先生は、「東京タワーとスカイツリーを建築するときに考慮されたことは何か?」というシンプルな問いを立てました。先生は、2つのツリーが建てられた土壌の違い、そして交通の便、時代背景、経済効果などなど私が学んできたことが、すべて応用できるような深い問いであることを説明すると、会場はどよめきました。

その先生が普段どんなことを考えながら教科指導をしているのか、同僚でもこういう機会でないとなかなか聞けませんし、私自身、気仙沼高校の先生方から様々なヒントを得ることができました。今回はなかなか思っていることを言語化できなかった先生もいらっしゃったかもしれません。でも、考えに考えて、自分なりに答えを導き出そうという気概は見て取れました。それが何よりも嬉しかったです。

最後に

先生方から、「気仙沼高校の生徒は機会と刺激があれば必ず伸びると信じている」と聞き、一卒業生としても、教育者としてもとても嬉しく思いました。

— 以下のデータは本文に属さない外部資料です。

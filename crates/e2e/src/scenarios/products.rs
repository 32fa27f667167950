//! Storefront search

use async_trait::async_trait;
use storefront_common::{DataFactory, ProductOverrides, UserOverrides};

use crate::error::{ensure, E2eResult};
use crate::pages::HomePage;
use crate::scenario::{Scenario, ScenarioCase};
use crate::steps::UiFlow;

pub struct SearchFindsProducts;

#[async_trait]
impl ScenarioCase for SearchFindsProducts {
    fn name(&self) -> &'static str {
        "search_finds_products"
    }

    fn description(&self) -> &'static str {
        "Searching a unique product name shows exactly that product, as the API does"
    }

    fn tags(&self) -> &'static [&'static str] {
        &["products"]
    }

    async fn run(&self, s: &mut Scenario) -> E2eResult<()> {
        let admin = s.create_admin(UserOverrides::default()).await?;
        let name = format!("UniqueSearchTest_{}", DataFactory::unique_id());
        let product = s
            .create_product(
                admin.token()?,
                ProductOverrides {
                    name: Some(name.clone()),
                    ..Default::default()
                },
            )
            .await?;

        let flow = UiFlow::new()
            .then(HomePage::open())
            .then_all(HomePage::search(&name))
            .then(HomePage::wait_product_count(1))
            .then(HomePage::wait_product_visible("visible", &product.id))
            .then(HomePage::product_count("ui_count"));
        let ui = s.run_ui(&flow).await?;

        let found = s.products.search(&name).await?;
        let ui_count = ui.count("ui_count");

        ensure(
            found.len() == 1,
            format!("API should return exactly 1 product for {:?}, got {}", name, found.len()),
        )?;
        ensure(
            found.iter().any(|p| p.id == product.id),
            format!("API search should return product {}", product.id),
        )?;
        ensure(
            ui_count == 1,
            format!("UI should show exactly 1 product, shows {}", ui_count),
        )?;
        ensure(ui.flag("visible"), "created product should be among the search results")
    }
}

pub struct SearchNoResults;

#[async_trait]
impl ScenarioCase for SearchNoResults {
    fn name(&self) -> &'static str {
        "search_no_results"
    }

    fn description(&self) -> &'static str {
        "Searching a name nothing matches leaves the product grid empty"
    }

    fn tags(&self) -> &'static [&'static str] {
        &["products"]
    }

    async fn run(&self, s: &mut Scenario) -> E2eResult<()> {
        let term = format!("NonExistentProduct_{}", DataFactory::unique_id());
        let needle = term.to_lowercase();
        let already_matching = s
            .products
            .all()
            .await?
            .iter()
            .filter(|p| p.name.to_lowercase().contains(&needle))
            .count();

        let flow = UiFlow::new()
            .then(HomePage::open())
            .then_all(HomePage::search(&term))
            .then(HomePage::wait_product_count(0))
            .then(HomePage::product_count("ui_count"));
        let ui = s.run_ui(&flow).await?;

        let found = s.products.search(&term).await?;
        let ui_count = ui.count("ui_count");

        ensure(already_matching == 0, "search term should not match any existing product")?;
        ensure(
            found.is_empty(),
            format!("API should return no products, got {}", found.len()),
        )?;
        ensure(
            ui_count == 0,
            format!("UI should show no products, shows {}", ui_count),
        )
    }
}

気仙沼高校は来年度に気仙沼西高校と合併します。合併にかかる事務的な手続きなど、今先生たちはその準備で忙しくされています。部活にも力を入れている学校です。そしてSGHとして様々なプログラムを立ち上げて、生徒に学習機会を創出しています。忙しくて忙しくて、それでも生徒と向き合いたくて苦心されている先生方をどうか地域のみなさんは応援してほしいと心から願っています。

生徒に学習機会が増えるということは、その分だけ先生の業務負担が増えることを意味します。何とか軽減できる知恵はないのでしょうか。部活をなしにすればいいという簡単なことではありません。部活は部活でいいところがあります。先生たちが自己満足でやっているとみる向きもありますが、私は決してそうは思いません。部活動が生徒の情緒形成に重要な役割を持っていると私は思っています。

だから学校教育には様々なサポートが必要です。批判をすることは簡単ですが、先生、保護者だけでなく地域が子供たちの成長を支えるのは日本の良さではなかったでしょうか。そうやって私たちは育ちました。これからの日本を担う子供たちのため、みんなで力を貸しあっていきましょうよ。それが大人たちにも学びを提供してくれるはずです。

ふるさとの先生方、本当にお忙しいことと思います。でも生徒のために頑張ってとは言いません。ネットワークを広げていきましょう。ひとつの学校で学びが完結する時代ではなくなっています。みんなの得意を少しずつ持ち寄って、補い合っていきましょう!